I’m not quite ready to write anything substantial about this wonderful film, but I’d like to get the word out, even though I don’t believe it has an American distributor yet. Hong Sang-soo is the kind of director who, though generally lionized by the critical community, is in danger of being neglected on a film-by-film basis, because none of his films is so different from the others as to constitute an event. This is a risky game for a critic’s director: after two or three “Ho, hum, another excellent Hong film” reviews, the critic feels an irresistible impulse to change the pace with “Lacking Hong’s usual inspiration” or “Stuck in a rut.”
I think that
Night and Day is Hong’s best film, and I’m worried that no one is going to notice. There’s been a quiet style shift in Hong’s recent career, and I think the new forms are coming together into something special.

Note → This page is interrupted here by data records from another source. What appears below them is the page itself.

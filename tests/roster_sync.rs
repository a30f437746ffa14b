use anyhow::Result;
use platform_api::{ApiError, Endpoint};
use products_hr::{
    DEFAULT_PREFIX, Employee, EmployeeApi, EmployeeField, EmployeeManager, FormBuffer, FormMode,
    Gender, SubmitOutcome, SyncClient, status,
};
use roster_tests::{RecordedRequest, StubBackend};
use serde_json::json;

fn employee(id: i64, name: &str) -> Employee {
    Employee {
        id,
        name: name.into(),
        gender: Gender::Female,
        department: "Ops".into(),
        email: format!("{id}@example.test"),
        contact: "555-0100".into(),
        salary: "5000".into(),
    }
}

async fn setup(seed: Vec<Employee>) -> Result<(StubBackend, EmployeeManager<SyncClient>)> {
    let backend = StubBackend::spawn(seed).await?;
    let endpoint = Endpoint::new(&backend.base_url(), DEFAULT_PREFIX)?;
    let manager = EmployeeManager::new(SyncClient::new(endpoint)?);
    Ok((backend, manager))
}

fn fill(manager: &EmployeeManager<SyncClient>, values: [&str; 7]) {
    for (field, value) in EmployeeField::ALL.into_iter().zip(values) {
        manager.field_changed(field, value);
    }
}

#[tokio::test]
async fn create_posts_form_payload_and_refetches() -> Result<()> {
    let (backend, manager) = setup(vec![employee(2, "Grace")]).await?;
    assert!(manager.load().await);
    fill(&manager, ["1", "A", "MALE", "X", "a@a.com", "1", "100"]);

    assert_eq!(manager.submit_create().await, SubmitOutcome::Submitted);

    let requests = backend.requests();
    assert_eq!(requests.len(), 3);
    assert_eq!(
        requests[1],
        RecordedRequest {
            method: "POST",
            path: "/add".into(),
            body: Some(json!({
                "id": 1,
                "name": "A",
                "gender": "MALE",
                "department": "X",
                "email": "a@a.com",
                "contact": "1",
                "salary": "100"
            })),
        }
    );
    assert_eq!(requests[2].path, "/all");
    assert_eq!(manager.status().as_deref(), Some(status::ADDED));
    assert_eq!(manager.form_buffer(), FormBuffer::empty());
    let ids: Vec<i64> = manager.roster().iter().map(|e| e.id).collect();
    assert_eq!(ids, vec![2, 1]);
    Ok(())
}

#[tokio::test]
async fn validation_failure_never_reaches_the_server() -> Result<()> {
    let (backend, manager) = setup(Vec::new()).await?;
    fill(&manager, ["1", "A", "MALE", "X", "a@a.com", "1", ""]);

    assert!(matches!(
        manager.submit_create().await,
        SubmitOutcome::Rejected(_)
    ));
    assert!(backend.requests().is_empty());
    assert_eq!(manager.status().as_deref(), Some("Please fill out salary"));
    Ok(())
}

#[tokio::test]
async fn edit_submits_put_and_returns_to_create_mode() -> Result<()> {
    let (backend, manager) = setup(vec![employee(4, "Linus")]).await?;
    manager.load().await;
    assert!(manager.edit_by_id(4));
    manager.field_changed(EmployeeField::Salary, "6100");

    assert_eq!(manager.submit_update().await, SubmitOutcome::Submitted);

    assert_eq!(backend.records()[0].salary, "6100");
    assert_eq!(manager.roster()[0].salary, "6100");
    assert_eq!(manager.form_mode(), FormMode::Creating);
    assert_eq!(manager.status().as_deref(), Some(status::UPDATED));
    Ok(())
}

#[tokio::test]
async fn update_of_missing_record_reports_error() -> Result<()> {
    let (_backend, manager) = setup(Vec::new()).await?;
    manager.begin_edit(&employee(40, "Ghost"));

    assert_eq!(manager.submit_update().await, SubmitOutcome::Failed);
    assert_eq!(manager.status().as_deref(), Some(status::UPDATE_FAILED));
    assert_eq!(manager.form_mode(), FormMode::Editing { original_id: 40 });
    Ok(())
}

#[tokio::test]
async fn delete_refreshes_and_repeat_delete_is_tolerated() -> Result<()> {
    let (backend, manager) = setup(vec![employee(7, "Ken"), employee(8, "Dennis")]).await?;
    manager.load().await;

    assert!(manager.delete(7).await);
    assert!(manager.roster().iter().all(|e| e.id != 7));
    assert!(manager.delete(7).await);

    assert_eq!(manager.status().as_deref(), Some(status::DELETED));
    assert_eq!(backend.records(), vec![employee(8, "Dennis")]);
    Ok(())
}

#[tokio::test]
async fn lookup_collapses_failures_into_not_found() -> Result<()> {
    let (backend, manager) = setup(vec![employee(3, "Barbara")]).await?;

    assert_eq!(manager.fetch_by_id(3).await, Some(employee(3, "Barbara")));
    assert_eq!(manager.status(), None);

    assert_eq!(manager.fetch_by_id(30).await, None);
    assert_eq!(manager.lookup_result(), None);
    assert_eq!(manager.status().as_deref(), Some(status::NOT_FOUND));

    backend.set_failing(true);
    manager.fetch_by_id(3).await;
    assert_eq!(manager.status().as_deref(), Some(status::NOT_FOUND));
    assert!(manager.roster().is_empty());
    Ok(())
}

#[tokio::test]
async fn server_errors_keep_last_known_roster() -> Result<()> {
    let (backend, manager) = setup(vec![employee(1, "Edsger")]).await?;
    manager.load().await;
    backend.set_failing(true);

    assert!(!manager.refresh().await);
    assert_eq!(manager.status().as_deref(), Some(status::FETCH_FAILED));

    fill(&manager, ["2", "B", "FEMALE", "Y", "b@b.com", "2", "200"]);
    assert_eq!(manager.submit_create().await, SubmitOutcome::Failed);
    assert_eq!(manager.status().as_deref(), Some(status::ADD_FAILED));

    assert!(!manager.delete(1).await);
    assert_eq!(manager.status().as_deref(), Some(status::DELETE_FAILED));

    assert_eq!(manager.roster().to_vec(), vec![employee(1, "Edsger")]);
    assert_eq!(manager.form_buffer().id, "2");
    Ok(())
}

#[tokio::test]
async fn sync_client_maps_statuses() -> Result<()> {
    let backend = StubBackend::spawn(vec![employee(5, "Margaret")]).await?;
    let client = SyncClient::new(Endpoint::new(&backend.base_url(), DEFAULT_PREFIX)?)?;

    assert_eq!(client.fetch_all().await?.len(), 1);
    assert!(matches!(client.fetch_one(6).await, Err(ApiError::NotFound)));
    let created = client.create(&employee(6, "Frances")).await?;
    assert_eq!(created, Some(employee(6, "Frances")));

    backend.set_failing(true);
    match client.fetch_all().await {
        Err(ApiError::Status { status, .. }) => assert_eq!(status.as_u16(), 500),
        other => panic!("expected status error, got {other:?}"),
    }
    Ok(())
}

#[tokio::test]
async fn unreachable_backend_is_a_transport_error() -> Result<()> {
    let port = std::net::TcpListener::bind("127.0.0.1:0")?.local_addr()?.port();
    let endpoint = Endpoint::new(&format!("http://127.0.0.1:{port}"), DEFAULT_PREFIX)?;
    let client = SyncClient::new(endpoint)?;

    assert!(matches!(client.fetch_all().await, Err(ApiError::Transport(_))));
    let manager = EmployeeManager::new(client);
    assert!(!manager.load().await);
    assert_eq!(manager.status().as_deref(), Some(status::FETCH_FAILED));
    Ok(())
}
//! Tracing setup shared by the suite binaries.

use anyhow::{Result, anyhow};
use once_cell::sync::OnceCell;
use opentelemetry::trace::TracerProvider;
use opentelemetry_otlp::{Protocol, SpanExporter, WithExportConfig};
use opentelemetry_sdk::{self as sdk, Resource};
use tracing_subscriber::{EnvFilter, layer::SubscriberExt, util::SubscriberInitExt};

static INIT: OnceCell<()> = OnceCell::new();

const DEFAULT_FILTER: &str = "info,reqwest=warn,hyper_util=warn";

/// Configuration for tracing initialization.
#[derive(Clone, Debug)]
pub struct ObsConfig {
    pub service_name: &'static str,
    pub env_filter: Option<String>,
    pub otlp_endpoint: Option<String>,
    /// Colored output; turn off when stderr is captured.
    pub ansi: bool,
}

impl Default for ObsConfig {
    fn default() -> Self {
        Self {
            service_name: "roster-console",
            env_filter: None,
            otlp_endpoint: None,
            ansi: true,
        }
    }
}

impl ObsConfig {
    pub fn for_service(service_name: &'static str) -> Self {
        Self {
            service_name,
            ..Self::default()
        }
    }

    pub fn with_filter(mut self, filter: Option<String>) -> Self {
        if filter.is_some() {
            self.env_filter = filter;
        }
        self
    }

    fn resolve_filter(&self) -> String {
        self.env_filter
            .clone()
            .or_else(|| std::env::var("RUST_LOG").ok())
            .filter(|value| !value.trim().is_empty())
            .unwrap_or_else(|| DEFAULT_FILTER.to_string())
    }

    fn resolve_otlp_endpoint(&self) -> Option<String> {
        self.otlp_endpoint
            .clone()
            .or_else(|| std::env::var("OTLP_ENDPOINT").ok())
            .filter(|value| !value.trim().is_empty())
    }
}

/// Install tracing subscribers with optional OTLP exporter.
///
/// Logs are written to stderr so command output on stdout stays clean.
pub fn init_tracing(config: ObsConfig) -> Result<()> {
    if INIT.get().is_some() {
        return Ok(());
    }

    let env_filter = EnvFilter::try_new(config.resolve_filter())?;
    let fmt_layer = tracing_subscriber::fmt::layer()
        .with_target(false)
        .with_ansi(config.ansi)
        .with_writer(std::io::stderr);
    let registry = tracing_subscriber::registry()
        .with(env_filter)
        .with(fmt_layer);

    if let Some(endpoint) = config.resolve_otlp_endpoint() {
        let exporter = SpanExporter::builder()
            .with_http()
            .with_protocol(Protocol::HttpBinary)
            .with_endpoint(endpoint)
            .build()?;

        let resource = Resource::builder()
            .with_service_name(config.service_name)
            .build();

        let provider = sdk::trace::SdkTracerProvider::builder()
            .with_resource(resource)
            .with_batch_exporter(exporter)
            .build();
        let tracer = provider.tracer(config.service_name);

        registry
            .with(tracing_opentelemetry::layer().with_tracer(tracer))
            .try_init()?;
    } else {
        registry.try_init()?;
    }

    INIT.set(())
        .map_err(|_| anyhow!("tracing already initialized"))?;
    Ok(())
}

I haven’t revisited many of Hong’s films: I’m looking forward to watching everything again in chronological order when the first Hong retrospective arrives. If my memory is accurate, Hong’s first five works rely largely on a stationary frame, within which events play out without much response from the camera; pans in these films are generally used to reframe the actors. This objective camera posture lent itself to a kind of droll humor: the form of the film was not altered by the characters’ eccentricities and absurdities. This deadpan camera style is not Hong’s alone, of course, and it is not the only sign of his directorial presence, or even the most prominent. At the risk of being fanciful, sometimes it seemed to me that the proliferation of twinned plot threads in Hong’s films, the undercutting of the narrative’s authority by refusing to clarify the relationship between the alternate stories, was a mischievous, surrealist rebellion against the simplicity of the camera’s gaze and the implicit pretense of objectivity.
In
A Tale of Cinema, Hong began playing with the zoom lens; the effect seemed odd at first, at odds with the Asian master-shot style that Hong had more or less signed up for.

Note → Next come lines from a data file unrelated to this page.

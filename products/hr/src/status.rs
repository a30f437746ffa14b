use std::sync::{Mutex, MutexGuard, PoisonError};

pub const ADDED: &str = "Employee added successfully.";
pub const ADD_FAILED: &str = "Error adding employee.";
pub const UPDATED: &str = "Employee updated successfully.";
pub const UPDATE_FAILED: &str = "Error updating employee.";
pub const DELETED: &str = "Employee deleted.";
pub const DELETE_FAILED: &str = "Error deleting employee.";
pub const FETCH_FAILED: &str = "Failed to fetch employees.";
pub const NOT_FOUND: &str = "Employee not found.";

/// The one message currently shown to the operator. Each write replaces it.
#[derive(Debug, Default)]
pub struct StatusReporter {
    slot: Mutex<Option<String>>,
}

impl StatusReporter {
    pub fn new() -> Self {
        Self::default()
    }

    pub fn set(&self, message: impl Into<String>) {
        *self.slot() = Some(message.into());
    }

    pub fn clear(&self) {
        *self.slot() = None;
    }

    pub fn current(&self) -> Option<String> {
        self.slot().clone()
    }

    fn slot(&self) -> MutexGuard<'_, Option<String>> {
        self.slot.lock().unwrap_or_else(PoisonError::into_inner)
    }
}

Woman on the Beach continued the zoom experimentation, and its story was less bifurcated than usual for Hong. In
Night and Day, Hong takes the zooming one step further, combining it with an interest in mobile pans. Far from simple reframes, the pans and zooms are frequently wedded to a look or an expression of interest on the part of the characters. Hong’s camera suddenly seems strangely liberated and curious, freely taking up the characters’ concerns, which are, as usual for Hong, often slight and transitory, not strongly tied to the spine of the story. The effect is partly subjective and partly objective: the camera briefly follows a character’s gaze (or, more accurately, mimics it) then returns to its pedestrian duties. Because the pans and zooms are usually motivated by the characters, they lack the didactic qualities of Rossellini’s camera play or the gravity of Rohmer’s, and instead have a lightness that easily turns comic.

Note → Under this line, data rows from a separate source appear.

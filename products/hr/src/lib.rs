//! HR vertical slice: keeps a local employee roster in step with the remote
//! employee API and mediates the shared add/edit form.

pub mod form;
pub mod lookup;
pub mod manager;
pub mod model;
pub mod roster;
pub mod status;
pub mod sync;
pub mod validator;

#[cfg(test)]
mod testing;

pub use form::{FormBuffer, FormController, FormMode};
pub use lookup::LookupPanel;
pub use manager::{EmployeeManager, SubmitOutcome};
pub use model::{Employee, EmployeeField, Gender};
pub use roster::RosterCache;
pub use status::StatusReporter;
pub use sync::{DEFAULT_PREFIX, EmployeeApi, SyncClient};
pub use validator::ValidationError;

Night and Day sticks more or less to a single story line, and I feel a connection between Hong’s move away from narrative doubling and his adoption of a looser camera style. It’s almost as if Hong has been feeling the need for a tool that would let him dart in and out of objectivity, and, having found it, no longer needs to use dynamite to destroy classical narrative. (I’m using strong metaphors – but there’s something weirdly unsettling about twinning a narrative, about using “two” where most people use “three or more.” I registered this penchant of Hong’s as a kind of violence.) Now that Hong is goofing on a single narrative line rather than multiplying narratives, his surrealist qualities become more apparent, and the storytelling wanders into blind alleys and generates red herrings with a distinct sense of the absurd. For the first time, I noted a Buñuelian cast to Hong’s humor. And the film’s biggest narrative trick, the rather upsetting, out-of-the blue digression that sets up the ending, makes the comparison to Buñuel unavoidable, not only in the drollness of the exploit, but also in its unusual brutality that the film only pretends to make a joke of.
The reason that I don’t feel ready to do a good analysis of
Night and Day is that so much of what makes it exciting has to do with Hong’s choice of material. His inspired digressions deserve to be considered in terms of their content as well as their storytelling function. Just as an example: there’s an amazing scene where the film’s protagonist, a writer, is blocked from walking down a Paris street by two pretty young production assistants with walkie-talkies who are guarding the perimeter of a film shoot. As the protagonist waits, the attention of the threesome is drawn to something on the ground near them, which turns out to be a baby bird, fallen from its nest. Still having the same slight difficulty communicating in French as when they negotiated for use of the street, the PA’s and the writer pick up the baby bird, comfort it, spot its home, contemplate options. The PA’s were not exactly hostile to the writer when they were blocking his way, and they are not exactly his friends when they join forces with him to help the bird – there is only the slightest movement across the line that separates people in public spaces. The scene ends before the baby bird is restored or friendships are formed. Though the protagonist’s general interest in women is a motif, nothing that occurs before or after this scene relates to it. Who else would dream up such an interlude?